Katherine Bazemore, founder and president of Cocoon, said the first step is completing a transaction to acquire the building at the corner of Gay Street and Wall Avenue, the former headquarters of TVA Federal Credit Union.
“We really believe that Knoxville is a city that is quickly getting strong global coverage,” she told Knox News. “And we believe we can add to that.”

Bazemore said people can think about Cocoon as being similar to an incubator or accelerator group.

“Cocoon has been developing various investments and investment vehicles and has been operating as a venture group for several years,” Bazemore said. Cocoon focuses on entrepreneurship, crowdfunding and commercialization, according to its website.

The new innovation center and headquarters “will house specific companies directly in our facility and highlight different companies with different scientific innovation that we want to be featured,” she said.

The 58,000-square-foot building is split between three floors and a basement, which will house a laboratory facility for Volatile Analysis Corporation.

“We’re coming in to really bring our investment vehicles and platforms to bear the scientific innovations that are occurring — that we’re bringing and are also going to launch out of the center,” Bazemore said.

VAC was one of the first investments Cocoon made, and it will bring around $4.5 million worth of scientific instruments into the lab for a project centered on coronavirus.

“We will allow, based upon new technology and new innovation that we decide we are going to invest in and build — we will certainly put in some other laboratories to accomplish their goals,” Bazemore said.

VAC’s BreathKeys division has been working for years on a chewing gum that can detect disease by evaluating volatile chemicals.

Providing space for VAC to continue its work is one of the first priorities for Cocoon in the downtown Knoxville building, which Cocoon hopes to occupy starting Sept. 1, Bazemore said.

VAC’s efforts in Knoxville will be focused on commercialization and generating revenue for its BreathKeys division.

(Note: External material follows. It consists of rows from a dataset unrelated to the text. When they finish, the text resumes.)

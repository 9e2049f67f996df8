use std::sync::atomic::{AtomicBool, AtomicUsize, Ordering};
use std::sync::{Arc, Mutex};

use async_trait::async_trait;
use tokio::sync::broadcast;

use crate::domain::{
    AuthProvider, BoxError, Clock, Connector, JoinedMatch, MatchAssignment, MatchmakerProvider,
    Opcode, Presence, Session, TransportError, WireConnection, WireEvent,
};

// Shared fixed time source for deterministic use-case tests.
pub(crate) struct FixedClock(pub(crate) u64);

impl Clock for FixedClock {
    fn now_epoch_seconds(&self) -> u64 {
        self.0
    }
}

#[derive(Debug, Clone, PartialEq)]
pub(crate) struct SentFrame {
    pub match_id: String,
    pub opcode: Opcode,
    pub payload: Vec<u8>,
}

// In-memory connection that records outbound calls and lets tests inject events.
pub(crate) struct RecordingConnection {
    events: broadcast::Sender<WireEvent>,
    connected: AtomicBool,
    sent: Mutex<Vec<SentFrame>>,
    send_failure: Mutex<Option<TransportError>>,
    join_failure: Mutex<Option<TransportError>>,
    presences: Mutex<Vec<Presence>>,
    joined: Mutex<Vec<String>>,
    left: Mutex<Vec<String>>,
    closed: AtomicBool,
}

impl RecordingConnection {
    pub(crate) fn connected() -> Self {
        let (events, _) = broadcast::channel(64);
        Self {
            events,
            connected: AtomicBool::new(true),
            sent: Mutex::new(Vec::new()),
            send_failure: Mutex::new(None),
            join_failure: Mutex::new(None),
            presences: Mutex::new(Vec::new()),
            joined: Mutex::new(Vec::new()),
            left: Mutex::new(Vec::new()),
            closed: AtomicBool::new(false),
        }
    }

    pub(crate) fn with_presences(self, presences: Vec<Presence>) -> Self {
        *self.presences.lock().expect("presences mutex poisoned") = presences;
        self
    }

    pub(crate) fn set_connected(&self, connected: bool) {
        self.connected.store(connected, Ordering::SeqCst);
    }

    pub(crate) fn fail_sends(&self, err: TransportError) {
        *self.send_failure.lock().expect("failure mutex poisoned") = Some(err);
    }

    pub(crate) fn fail_joins(&self, err: TransportError) {
        *self.join_failure.lock().expect("failure mutex poisoned") = Some(err);
    }

    pub(crate) fn emit(&self, event: WireEvent) {
        // No subscribers is fine; the event is simply lost.
        let _ = self.events.send(event);
    }

    pub(crate) fn sent(&self) -> Vec<SentFrame> {
        self.sent.lock().expect("sent mutex poisoned").clone()
    }

    pub(crate) fn joined(&self) -> Vec<String> {
        self.joined.lock().expect("joined mutex poisoned").clone()
    }

    pub(crate) fn left(&self) -> Vec<String> {
        self.left.lock().expect("left mutex poisoned").clone()
    }

    pub(crate) fn is_closed(&self) -> bool {
        self.closed.load(Ordering::SeqCst)
    }
}

#[async_trait]
impl WireConnection for RecordingConnection {
    fn subscribe(&self) -> broadcast::Receiver<WireEvent> {
        self.events.subscribe()
    }

    fn is_connected(&self) -> bool {
        self.connected.load(Ordering::SeqCst)
    }

    async fn join_match(&self, match_id: &str) -> Result<JoinedMatch, TransportError> {
        if let Some(err) = self.join_failure.lock().expect("failure mutex poisoned").clone() {
            return Err(err);
        }
        self.joined
            .lock()
            .expect("joined mutex poisoned")
            .push(match_id.to_string());
        Ok(JoinedMatch {
            match_id: match_id.to_string(),
            self_presence: Some(Presence::new("self")),
            presences: self.presences.lock().expect("presences mutex poisoned").clone(),
        })
    }

    async fn leave_match(&self, match_id: &str) -> Result<(), TransportError> {
        self.left
            .lock()
            .expect("left mutex poisoned")
            .push(match_id.to_string());
        Ok(())
    }

    async fn send_match_state(
        &self,
        match_id: &str,
        opcode: Opcode,
        payload: Vec<u8>,
    ) -> Result<(), TransportError> {
        if let Some(err) = self.send_failure.lock().expect("failure mutex poisoned").clone() {
            return Err(err);
        }
        self.sent.lock().expect("sent mutex poisoned").push(SentFrame {
            match_id: match_id.to_string(),
            opcode,
            payload,
        });
        Ok(())
    }

    async fn close(&self) -> Result<(), TransportError> {
        self.connected.store(false, Ordering::SeqCst);
        self.closed.store(true, Ordering::SeqCst);
        Ok(())
    }
}

pub(crate) fn test_session(expires_at: u64) -> Session {
    Session {
        token: "token-1".to_string(),
        user_id: "u1".to_string(),
        username: "pilot".to_string(),
        expires_at,
    }
}

pub(crate) struct FakeAuth {
    pub calls: AtomicUsize,
    pub expires_at: u64,
    pub fail: bool,
}

impl FakeAuth {
    pub(crate) fn new(expires_at: u64) -> Self {
        Self {
            calls: AtomicUsize::new(0),
            expires_at,
            fail: false,
        }
    }

    pub(crate) fn failing() -> Self {
        Self {
            fail: true,
            ..Self::new(0)
        }
    }

    pub(crate) fn calls(&self) -> usize {
        self.calls.load(Ordering::SeqCst)
    }
}

#[async_trait]
impl AuthProvider for FakeAuth {
    async fn authenticate_device(&self, _device_id: &str) -> Result<Session, BoxError> {
        self.calls.fetch_add(1, Ordering::SeqCst);
        if self.fail {
            return Err("invalid device".into());
        }
        Ok(test_session(self.expires_at))
    }
}

pub(crate) struct FakeMatchmaker {
    pub calls: AtomicUsize,
    pub match_id: String,
    pub fail: bool,
}

impl FakeMatchmaker {
    pub(crate) fn new(match_id: impl Into<String>) -> Self {
        Self {
            calls: AtomicUsize::new(0),
            match_id: match_id.into(),
            fail: false,
        }
    }

    pub(crate) fn calls(&self) -> usize {
        self.calls.load(Ordering::SeqCst)
    }
}

#[async_trait]
impl MatchmakerProvider for FakeMatchmaker {
    async fn request_match(
        &self,
        _session: &Session,
        _rpc_name: &str,
    ) -> Result<MatchAssignment, BoxError> {
        self.calls.fetch_add(1, Ordering::SeqCst);
        if self.fail {
            return Err("rpc unavailable".into());
        }
        Ok(MatchAssignment {
            match_id: self.match_id.clone(),
            server_time: 0,
            min_elo: 0,
            max_elo: 2000,
            current_players: 1,
            max_players: 8,
        })
    }
}

// Fails the first `failures` attempts, then hands out the shared connection.
pub(crate) struct FakeConnector {
    pub connection: Arc<RecordingConnection>,
    failures: AtomicUsize,
    attempts: AtomicUsize,
}

impl FakeConnector {
    pub(crate) fn new(connection: Arc<RecordingConnection>, failures: usize) -> Self {
        Self {
            connection,
            failures: AtomicUsize::new(failures),
            attempts: AtomicUsize::new(0),
        }
    }

    pub(crate) fn attempts(&self) -> usize {
        self.attempts.load(Ordering::SeqCst)
    }
}

#[async_trait]
impl Connector for FakeConnector {
    async fn connect(&self, _session: &Session) -> Result<Arc<dyn WireConnection>, TransportError> {
        self.attempts.fetch_add(1, Ordering::SeqCst);
        let remaining = self.failures.load(Ordering::SeqCst);
        if remaining > 0 {
            self.failures.store(remaining - 1, Ordering::SeqCst);
            return Err(TransportError::Connect("connection refused".to_string()));
        }
        self.connection.set_connected(true);
        Ok(self.connection.clone() as Arc<dyn WireConnection>)
    }
}
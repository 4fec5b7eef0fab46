mod common;

use common::{create_test_user, make_admin, spawn_app};

fn scam_report_payload() -> serde_json::Value {
    serde_json::json!({
        "report_type": "scam",
        "scammer_name": "Pham Van Scam",
        "bank_account": "123456789012",
        "bank_name": "TPBank",
        "content": "Asked for a deposit and vanished",
        "category": "banking",
        "reporter_name": "A Victim",
        "reporter_zalo": "0901112223",
        "reporter_email": "victim@test.com",
        "agree_terms": true
    })
}

#[tokio::test]
async fn scam_report_is_created_pending() {
    let app = spawn_app().await;

    let resp = app
        .client
        .post(app.url("/reports/scam"))
        .json(&scam_report_payload())
        .send()
        .await
        .unwrap();
    assert_eq!(resp.status(), 200);

    let body: serde_json::Value = resp.json().await.unwrap();
    assert_eq!(body["data"]["status"], "pending");
    assert_eq!(body["data"]["report_type"], "scam");
}

#[tokio::test]
async fn scam_report_requires_name_or_account() {
    let app = spawn_app().await;

    let mut payload = scam_report_payload();
    payload["scammer_name"] = serde_json::Value::Null;
    payload["bank_account"] = serde_json::Value::Null;

    let resp = app
        .client
        .post(app.url("/reports/scam"))
        .json(&payload)
        .send()
        .await
        .unwrap();
    assert_eq!(resp.status(), 400);
}

#[tokio::test]
async fn website_report_requires_url() {
    let app = spawn_app().await;

    let resp = app
        .client
        .post(app.url("/reports/website"))
        .json(&serde_json::json!({
            "report_type": "website",
            "content": "Phishing storefront",
            "reporter_name": "A Victim",
            "reporter_zalo": "0901112223",
            "reporter_email": "victim@test.com",
            "agree_terms": true
        }))
        .send()
        .await
        .unwrap();
    assert_eq!(resp.status(), 400);
}

#[tokio::test]
async fn terms_must_be_accepted() {
    let app = spawn_app().await;

    let mut payload = scam_report_payload();
    payload["agree_terms"] = serde_json::json!(false);

    let resp = app
        .client
        .post(app.url("/reports/scam"))
        .json(&payload)
        .send()
        .await
        .unwrap();
    assert_eq!(resp.status(), 400);
}

#[tokio::test]
async fn report_type_must_match_endpoint() {
    let app = spawn_app().await;

    let mut payload = scam_report_payload();
    payload["report_type"] = serde_json::json!("website");

    let resp = app
        .client
        .post(app.url("/reports/scam"))
        .json(&payload)
        .send()
        .await
        .unwrap();
    assert_eq!(resp.status(), 400);
}

#[tokio::test]
async fn listing_reports_is_admin_only() {
    let app = spawn_app().await;
    let (_user_id, token) = create_test_user(&app, "rep_user").await;

    let resp = app
        .client
        .get(app.url("/admin/reports"))
        .bearer_auth(&token)
        .send()
        .await
        .unwrap();
    assert_eq!(resp.status(), 403);
}

#[tokio::test]
async fn admin_review_stamps_report() {
    let app = spawn_app().await;
    let (admin_id, admin_token) = create_test_user(&app, "rep_admin").await;
    make_admin(&app.db, admin_id).await;

    let resp = app
        .client
        .post(app.url("/reports/scam"))
        .json(&scam_report_payload())
        .send()
        .await
        .unwrap();
    let body: serde_json::Value = resp.json().await.unwrap();
    let report_id = body["data"]["id"].as_i64().unwrap();

    let resp = app
        .client
        .put(app.url(&format!("/admin/reports/{}", report_id)))
        .bearer_auth(&admin_token)
        .json(&serde_json::json!({ "status": "approved" }))
        .send()
        .await
        .unwrap();
    assert_eq!(resp.status(), 200);

    let body: serde_json::Value = resp.json().await.unwrap();
    assert_eq!(body["data"]["status"], "approved");

    // Filtered listing picks it up.
    let resp = app
        .client
        .get(app.url("/admin/reports"))
        .bearer_auth(&admin_token)
        .query(&[("status", "approved")])
        .send()
        .await
        .unwrap();
    let body: serde_json::Value = resp.json().await.unwrap();
    let items = body["data"]["items"].as_array().unwrap();
    assert!(items
        .iter()
        .any(|r| r["id"].as_i64().unwrap() == report_id));
}

#[tokio::test]
async fn admin_can_delete_report() {
    let app = spawn_app().await;
    let (admin_id, admin_token) = create_test_user(&app, "rep_deleter").await;
    make_admin(&app.db, admin_id).await;

    let resp = app
        .client
        .post(app.url("/reports/scam"))
        .json(&scam_report_payload())
        .send()
        .await
        .unwrap();
    let body: serde_json::Value = resp.json().await.unwrap();
    let report_id = body["data"]["id"].as_i64().unwrap();

    let resp = app
        .client
        .delete(app.url(&format!("/admin/reports/{}", report_id)))
        .bearer_auth(&admin_token)
        .send()
        .await
        .unwrap();
    assert_eq!(resp.status(), 200);

    let resp = app
        .client
        .delete(app.url(&format!("/admin/reports/{}", report_id)))
        .bearer_auth(&admin_token)
        .send()
        .await
        .unwrap();
    assert_eq!(resp.status(), 404);
}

And with that comes the opportunity for new jobs. Bazemore said the plan is for 50 people to join the BreathKeys division starting out.

Other job opportunities will be created through Cocoon, which is still working on building its team with administrative and investment positions.

All of the jobs will be new hires, with the exception of around 10 positions.

Cocoon said new jobs in science, technology and engineering fields will all be vital to making the innovation center a success.

Cocoon has been operating out of Alabama but will relocate to the new headquarters. The space will be redesigned to include areas where different companies can collaborate.

“It’s going to be designed in a way that’s more of a hands-on working environment that people can come through and be able to see some of the things that are going on while, at the same time, allowing the companies that are in there to have the confidentiality in the areas that they need,” Bazemore said.
There will be opportunities for tours, and the windows along Wall Avenue will be used to display exhibits.

“What we want to do is be right downtown near the river where we can truly pull people for new jobs from across the country to Knoxville and also be able to help the community in that area get more excited about science, from all the way down to preschool level, and get them interested,” Bazemore said.

The location was also attractive, she said, because of the science museum planning to open near downtown.

Bazemore said Cocoon is in the process of vetting a food and agriculture company that might also come to the center.

“There’s a lot of diverse science that’s going to be going on in that building, and that’s what we like to do,” she said. “It brings a lot of different people into the picture from every different level of types of jobs that could be offered.”

Bazemore said people should expect more information to be released over the next few months as the Sept. 1 target date moves closer.